━━━━━ Given data ━━━━━

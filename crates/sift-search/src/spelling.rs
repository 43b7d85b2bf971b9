//! Two-stage spelling normalization
//!
//! Stage 1 is a word-frequency language model in the style of Norvig's
//! corrector: a word it does not know is replaced by the most frequent known
//! word one edit away, or failing that two edits away.
//!
//! Stage 2 looks the Stage-1 word up in a SymSpell dictionary (max edit
//! distance 2, prefix length 7) and takes the top `Closest` suggestion.
//!
//! Only purely alphabetic words are touched. Numbers, codes and punctuation
//! pass through unchanged so that `"5"` still means five in word-length
//! mode.

use std::collections::{HashMap, HashSet};
use std::fmt;
use std::fs;
use std::path::Path;

use symspell::{AsciiStringStrategy, SymSpell, SymSpellBuilder, Verbosity};
use tracing::{debug, warn};

use crate::error::SearchError;

pub const MAX_EDIT_DISTANCE: i64 = 2;
pub const PREFIX_LENGTH: i64 = 7;

const ALPHABET: &str = "abcdefghijklmnopqrstuvwxyz";

/// Longer words are not corrected by Stage 1 at all
const MAX_CORRECTION_LEN: usize = 32;
/// Longer words only get edit-distance-1 candidates
const MAX_SECOND_EDIT_LEN: usize = 12;

/// Parse a `word count` line; a bare word counts once
fn parse_frequency_line(line: &str) -> Option<(String, u64)> {
    let mut parts = line.split_whitespace();
    let word = parts.next()?;
    if word.starts_with('#') {
        return None;
    }
    let count = parts.next().and_then(|c| c.parse().ok()).unwrap_or(1);
    Some((word.to_lowercase(), count))
}

/// Word frequencies used by Stage 1
#[derive(Debug, Clone, Default)]
pub struct LanguageModel {
    counts: HashMap<String, u64>,
}

impl LanguageModel {
    pub fn from_frequency_list(text: &str) -> Self {
        let mut counts = HashMap::new();
        for (word, count) in text.lines().filter_map(parse_frequency_line) {
            *counts.entry(word).or_insert(0) += count;
        }
        Self { counts }
    }

    pub fn load(path: &Path) -> Result<Self, SearchError> {
        let text = fs::read_to_string(path).map_err(|source| SearchError::ResourceIo {
            path: path.display().to_string(),
            source,
        })?;
        Ok(Self::from_frequency_list(&text))
    }

    pub fn len(&self) -> usize {
        self.counts.len()
    }

    pub fn is_empty(&self) -> bool {
        self.counts.is_empty()
    }

    pub fn is_known(&self, word: &str) -> bool {
        self.counts.contains_key(word)
    }

    /// Most probable spelling of a lowercase word; unchanged when already
    /// known or when nothing within two edits is known
    pub fn correct(&self, word: &str) -> String {
        let len = word.chars().count();
        if self.counts.is_empty() || self.is_known(word) || len > MAX_CORRECTION_LEN {
            return word.to_string();
        }

        let first = edits1(word);
        if let Some(best) = self.most_frequent(first.iter()) {
            return best;
        }
        if len > MAX_SECOND_EDIT_LEN {
            return word.to_string();
        }

        let second: HashSet<String> = first.iter().flat_map(|w| edits1(w)).collect();
        self.most_frequent(second.iter())
            .unwrap_or_else(|| word.to_string())
    }

    /// Highest count wins; equal counts fall back to alphabetical order
    fn most_frequent<'a>(&self, candidates: impl Iterator<Item = &'a String>) -> Option<String> {
        candidates
            .filter_map(|w| self.counts.get(w).map(|&count| (count, w)))
            .max_by(|(ca, wa), (cb, wb)| ca.cmp(cb).then_with(|| wb.cmp(wa)))
            .map(|(_, w)| w.clone())
    }
}

/// All strings one deletion, transposition, replacement or insertion away
fn edits1(word: &str) -> HashSet<String> {
    let chars: Vec<char> = word.chars().collect();
    let mut out = HashSet::new();

    for i in 0..=chars.len() {
        let (left, right) = chars.split_at(i);
        let left: String = left.iter().collect();

        if !right.is_empty() {
            out.insert(format!("{}{}", left, right[1..].iter().collect::<String>()));
        }
        if right.len() > 1 {
            out.insert(format!(
                "{}{}{}{}",
                left,
                right[1],
                right[0],
                right[2..].iter().collect::<String>()
            ));
        }
        for c in ALPHABET.chars() {
            if !right.is_empty() {
                out.insert(format!(
                    "{}{}{}",
                    left,
                    c,
                    right[1..].iter().collect::<String>()
                ));
            }
            out.insert(format!("{}{}{}", left, c, right.iter().collect::<String>()));
        }
    }

    out
}

/// SymSpell index used by Stage 2
pub struct EditDistanceDictionary {
    inner: SymSpell<AsciiStringStrategy>,
    words: usize,
}

impl fmt::Debug for EditDistanceDictionary {
    fn fmt(&self, f: &mut fmt::Formatter<'_>) -> fmt::Result {
        f.debug_struct("EditDistanceDictionary")
            .field("words", &self.words)
            .finish()
    }
}

impl EditDistanceDictionary {
    /// Build from `word count` lines (the SymSpell frequency-dictionary format)
    pub fn from_frequency_list(text: &str) -> Result<Self, SearchError> {
        let mut inner: SymSpell<AsciiStringStrategy> = SymSpellBuilder::default()
            .max_dictionary_edit_distance(MAX_EDIT_DISTANCE)
            .prefix_length(PREFIX_LENGTH)
            .count_threshold(1)
            .build()
            .map_err(|e| SearchError::DictionaryUnavailable(e.to_string()))?;

        let mut words = 0;
        for line in text.lines() {
            let Some((word, count)) = parse_frequency_line(line) else {
                continue;
            };
            if inner.load_dictionary_line(&format!("{} {}", word, count), 0, 1, " ") {
                words += 1;
            }
        }

        if words == 0 {
            return Err(SearchError::DictionaryUnavailable(
                "dictionary has no entries".to_string(),
            ));
        }

        Ok(Self { inner, words })
    }

    pub fn load(path: &Path) -> Result<Self, SearchError> {
        let text = fs::read_to_string(path).map_err(|e| {
            SearchError::DictionaryUnavailable(format!("{}: {}", path.display(), e))
        })?;
        Self::from_frequency_list(&text)
    }

    pub fn len(&self) -> usize {
        self.words
    }

    pub fn is_empty(&self) -> bool {
        self.words == 0
    }

    /// Top-ranked suggestion within the edit bound
    pub fn closest(&self, word: &str) -> Option<String> {
        self.inner
            .lookup(word, Verbosity::Closest, MAX_EDIT_DISTANCE)
            .into_iter()
            .next()
            .map(|s| s.term)
    }

    pub fn contains(&self, word: &str) -> bool {
        self.inner
            .lookup(word, Verbosity::Top, 0)
            .iter()
            .any(|s| s.distance == 0)
    }
}

#[derive(Debug, Clone, Copy, PartialEq, Eq)]
enum CaseShape {
    Lower,
    Capitalized,
    Upper,
}

impl CaseShape {
    fn of(word: &str) -> Self {
        let mut chars = word.chars();
        let first_upper = chars.next().is_some_and(char::is_uppercase);
        let rest: Vec<char> = chars.collect();
        if first_upper && !rest.is_empty() && rest.iter().all(|c| c.is_uppercase()) {
            CaseShape::Upper
        } else if first_upper {
            CaseShape::Capitalized
        } else {
            CaseShape::Lower
        }
    }

    fn apply(self, lower: &str) -> String {
        match self {
            CaseShape::Lower => lower.to_string(),
            CaseShape::Upper => lower.to_uppercase(),
            CaseShape::Capitalized => {
                let mut chars = lower.chars();
                match chars.next() {
                    Some(first) => first.to_uppercase().chain(chars).collect(),
                    None => String::new(),
                }
            }
        }
    }
}

/// Corrects search terms; built once and shared read-only
#[derive(Debug, Default)]
pub struct SpellingNormalizer {
    model: LanguageModel,
    dictionary: Option<EditDistanceDictionary>,
}

impl SpellingNormalizer {
    pub fn new(model: LanguageModel, dictionary: Option<EditDistanceDictionary>) -> Self {
        if dictionary.is_none() {
            warn!("Spelling dictionary unavailable, using language-model correction only");
        }
        Self { model, dictionary }
    }

    pub fn has_dictionary(&self) -> bool {
        self.dictionary.is_some()
    }

    /// Correct every alphabetic word of `term`; whitespace collapses to
    /// single spaces
    pub fn normalize(&self, term: &str) -> String {
        let corrected: Vec<String> = term
            .split_whitespace()
            .map(|word| self.normalize_word(word))
            .collect();
        let out = corrected.join(" ");
        if out != term {
            debug!("Normalized '{}' -> '{}'", term, out);
        }
        out
    }

    fn normalize_word(&self, word: &str) -> String {
        if !word.chars().all(char::is_alphabetic) {
            return word.to_string();
        }

        let shape = CaseShape::of(word);
        let lower = word.to_lowercase();

        let stage1 = match &self.dictionary {
            // A word the dictionary already knows is never rewritten by the model
            Some(dictionary) if dictionary.contains(&lower) => lower,
            _ => self.model.correct(&lower),
        };

        let stage2 = match &self.dictionary {
            Some(dictionary) => dictionary.closest(&stage1).unwrap_or(stage1),
            None => stage1,
        };

        shape.apply(&stage2)
    }
}

#[cfg(test)]
mod tests {
    use super::*;
    use pretty_assertions::assert_eq;
    use proptest::prelude::*;

    const FREQUENCIES: &str = "\
the 23135851162
quick 55382800
brown 42318220
fox 17544420
jumps 2933700
over 1202934000
lazy 22237236
dog 105062424
spelling 9930348
correction 8950860
report 202536324
invoice 27400000
total 344012000
";

    fn normalizer() -> SpellingNormalizer {
        SpellingNormalizer::new(
            LanguageModel::from_frequency_list(FREQUENCIES),
            Some(EditDistanceDictionary::from_frequency_list(FREQUENCIES).unwrap()),
        )
    }

    #[test]
    fn test_language_model_fixes_single_edit() {
        let model = LanguageModel::from_frequency_list(FREQUENCIES);
        assert_eq!(model.correct("quikc"), "quick");
        assert_eq!(model.correct("repot"), "report");
        assert_eq!(model.correct("fox"), "fox");
    }

    #[test]
    fn test_language_model_two_edits() {
        let model = LanguageModel::from_frequency_list(FREQUENCIES);
        assert_eq!(model.correct("spelign"), "spelling");
    }

    #[test]
    fn test_long_words_only_get_single_edits() {
        let model = LanguageModel::from_frequency_list("internationalization 100\n");
        assert_eq!(model.correct("internationalizatoin"), "internationalization");
        assert_eq!(model.correct("internationalizatxxn"), "internationalizatxxn");
    }

    #[test]
    fn test_very_long_token_is_left_alone() {
        let model = LanguageModel::from_frequency_list(FREQUENCIES);
        let token = "a".repeat(5_000);
        assert_eq!(model.correct(&token), token);
    }

    #[test]
    fn test_language_model_leaves_unknowable_words() {
        let model = LanguageModel::from_frequency_list(FREQUENCIES);
        assert_eq!(model.correct("xylophone"), "xylophone");
        assert_eq!(LanguageModel::default().correct("qwrt"), "qwrt");
    }

    #[test]
    fn test_language_model_tie_breaks_alphabetically() {
        let model = LanguageModel::from_frequency_list("cat 10\ncar 10\n");
        assert_eq!(model.correct("cax"), "car");
    }

    #[test]
    fn test_normalize_corrects_each_word() {
        assert_eq!(normalizer().normalize("quikc  brwn fox"), "quick brown fox");
    }

    #[test]
    fn test_normalize_keeps_case_shape() {
        let n = normalizer();
        assert_eq!(n.normalize("Invoce"), "Invoice");
        assert_eq!(n.normalize("TOTL"), "TOTAL");
    }

    #[test]
    fn test_numbers_pass_through() {
        let n = normalizer();
        assert_eq!(n.normalize("5"), "5");
        assert_eq!(n.normalize("A7 2024"), "A7 2024");
    }

    #[test]
    fn test_dictionary_only_stage() {
        let n = SpellingNormalizer::new(
            LanguageModel::default(),
            Some(EditDistanceDictionary::from_frequency_list(FREQUENCIES).unwrap()),
        );
        assert_eq!(n.normalize("lazzy"), "lazy");
    }

    #[test]
    fn test_missing_dictionary_degrades_to_stage_one() {
        let n = SpellingNormalizer::new(LanguageModel::from_frequency_list(FREQUENCIES), None);
        assert!(!n.has_dictionary());
        assert_eq!(n.normalize("quikc"), "quick");
    }

    #[test]
    fn test_missing_dictionary_file_is_unavailable() {
        let result = EditDistanceDictionary::load(Path::new("/nonexistent/dictionary.txt"));
        assert!(matches!(result, Err(SearchError::DictionaryUnavailable(_))));
    }

    #[test]
    fn test_empty_dictionary_is_unavailable() {
        assert!(EditDistanceDictionary::from_frequency_list("# comment only\n").is_err());
    }

    #[test]
    fn test_empty_term() {
        assert_eq!(normalizer().normalize(""), "");
        assert_eq!(normalizer().normalize("   "), "");
    }

    #[test]
    fn test_edits1_size() {
        // n deletions, n-1 transpositions, 26n replacements, 26(n+1) insertions
        assert!(edits1("ab").len() <= 2 + 1 + 52 + 78);
        assert!(edits1("ab").contains("ba"));
        assert!(edits1("ab").contains("a"));
        assert!(edits1("ab").contains("abc"));
    }

    proptest! {
        #![proptest_config(ProptestConfig::with_cases(32))]

        /// normalize(normalize(t)) == normalize(t)
        #[test]
        fn normalize_is_idempotent(term in "[A-Za-z0-9]{0,8}( [A-Za-z]{1,8}){0,2}") {
            let n = normalizer();
            let once = n.normalize(&term);
            let twice = n.normalize(&once);
            prop_assert_eq!(once, twice);
        }

        #[test]
        fn stage_one_only_is_idempotent(term in "[a-z]{1,7}") {
            let n = SpellingNormalizer::new(LanguageModel::from_frequency_list(FREQUENCIES), None);
            let once = n.normalize(&term);
            prop_assert_eq!(n.normalize(&once), once);
        }
    }
}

━━━━━

▶ [Exercise brief]
Only the lines from the one containing "#![proptest_config(ProptestConfig::with_cases(32))]" through the final line of the records above should be printed, exactly as they stand.

▶ [Answer to the exercise]
        #![proptest_config(ProptestConfig::with_cases(32))]

        /// normalize(normalize(t)) == normalize(t)
        #[test]
        fn normalize_is_idempotent(term in "[A-Za-z0-9]{0,8}( [A-Za-z]{1,8}){0,2}") {
            let n = normalizer();
            let once = n.normalize(&term);
            let twice = n.normalize(&once);
            prop_assert_eq!(once, twice);
        }

        #[test]
        fn stage_one_only_is_idempotent(term in "[a-z]{1,7}") {
            let n = SpellingNormalizer::new(LanguageModel::from_frequency_list(FREQUENCIES), None);
            let once = n.normalize(&term);
            prop_assert_eq!(n.normalize(&once), once);
        }
    }
}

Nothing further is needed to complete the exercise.